From the first line to the last, reproduce the records exactly as they appear below.
*** Opening WORKING DATA ***
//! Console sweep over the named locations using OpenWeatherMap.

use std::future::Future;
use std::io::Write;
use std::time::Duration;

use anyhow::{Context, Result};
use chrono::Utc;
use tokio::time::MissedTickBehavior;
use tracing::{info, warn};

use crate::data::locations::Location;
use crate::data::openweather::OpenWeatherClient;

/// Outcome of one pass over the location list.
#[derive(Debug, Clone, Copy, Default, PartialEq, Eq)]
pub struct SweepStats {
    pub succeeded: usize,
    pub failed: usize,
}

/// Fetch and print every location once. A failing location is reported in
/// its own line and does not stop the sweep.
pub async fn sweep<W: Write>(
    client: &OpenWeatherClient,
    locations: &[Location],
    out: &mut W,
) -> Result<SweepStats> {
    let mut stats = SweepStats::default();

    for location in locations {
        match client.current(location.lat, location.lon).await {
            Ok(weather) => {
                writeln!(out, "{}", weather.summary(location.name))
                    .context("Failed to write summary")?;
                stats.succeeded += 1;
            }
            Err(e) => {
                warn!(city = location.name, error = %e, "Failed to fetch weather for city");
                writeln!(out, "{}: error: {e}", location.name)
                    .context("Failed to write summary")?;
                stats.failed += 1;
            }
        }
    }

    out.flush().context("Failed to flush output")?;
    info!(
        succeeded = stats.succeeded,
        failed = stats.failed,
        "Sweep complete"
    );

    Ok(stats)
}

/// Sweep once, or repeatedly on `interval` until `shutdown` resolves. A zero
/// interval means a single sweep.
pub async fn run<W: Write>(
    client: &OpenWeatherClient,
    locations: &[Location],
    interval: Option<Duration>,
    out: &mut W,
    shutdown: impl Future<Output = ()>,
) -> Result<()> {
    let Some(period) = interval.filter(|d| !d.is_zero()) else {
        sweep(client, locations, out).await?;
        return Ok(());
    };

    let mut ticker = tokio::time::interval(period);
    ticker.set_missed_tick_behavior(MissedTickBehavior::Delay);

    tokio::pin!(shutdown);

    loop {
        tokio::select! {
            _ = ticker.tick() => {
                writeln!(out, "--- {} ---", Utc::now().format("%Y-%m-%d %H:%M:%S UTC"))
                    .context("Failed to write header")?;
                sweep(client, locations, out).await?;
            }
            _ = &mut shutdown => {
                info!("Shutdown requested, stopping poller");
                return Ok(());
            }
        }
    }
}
*** Closing WORKING DATA ***
*RESULT OF THE TASK:*
//! Console sweep over the named locations using OpenWeatherMap.

use std::future::Future;
use std::io::Write;
use std::time::Duration;

use anyhow::{Context, Result};
use chrono::Utc;
use tokio::time::MissedTickBehavior;
use tracing::{info, warn};

use crate::data::locations::Location;
use crate::data::openweather::OpenWeatherClient;

/// Outcome of one pass over the location list.
#[derive(Debug, Clone, Copy, Default, PartialEq, Eq)]
pub struct SweepStats {
    pub succeeded: usize,
    pub failed: usize,
}

/// Fetch and print every location once. A failing location is reported in
/// its own line and does not stop the sweep.
pub async fn sweep<W: Write>(
    client: &OpenWeatherClient,
    locations: &[Location],
    out: &mut W,
) -> Result<SweepStats> {
    let mut stats = SweepStats::default();

    for location in locations {
        match client.current(location.lat, location.lon).await {
            Ok(weather) => {
                writeln!(out, "{}", weather.summary(location.name))
                    .context("Failed to write summary")?;
                stats.succeeded += 1;
            }
            Err(e) => {
                warn!(city = location.name, error = %e, "Failed to fetch weather for city");
                writeln!(out, "{}: error: {e}", location.name)
                    .context("Failed to write summary")?;
                stats.failed += 1;
            }
        }
    }

    out.flush().context("Failed to flush output")?;
    info!(
        succeeded = stats.succeeded,
        failed = stats.failed,
        "Sweep complete"
    );

    Ok(stats)
}

/// Sweep once, or repeatedly on `interval` until `shutdown` resolves. A zero
/// interval means a single sweep.
pub async fn run<W: Write>(
    client: &OpenWeatherClient,
    locations: &[Location],
    interval: Option<Duration>,
    out: &mut W,
    shutdown: impl Future<Output = ()>,
) -> Result<()> {
    let Some(period) = interval.filter(|d| !d.is_zero()) else {
        sweep(client, locations, out).await?;
        return Ok(());
    };

    let mut ticker = tokio::time::interval(period);
    ticker.set_missed_tick_behavior(MissedTickBehavior::Delay);

    tokio::pin!(shutdown);

    loop {
        tokio::select! {
            _ = ticker.tick() => {
                writeln!(out, "--- {} ---", Utc::now().format("%Y-%m-%d %H:%M:%S UTC"))
                    .context("Failed to write header")?;
                sweep(client, locations, out).await?;
            }
            _ = &mut shutdown => {
                info!("Shutdown requested, stopping poller");
                return Ok(());
            }
        }
    }
}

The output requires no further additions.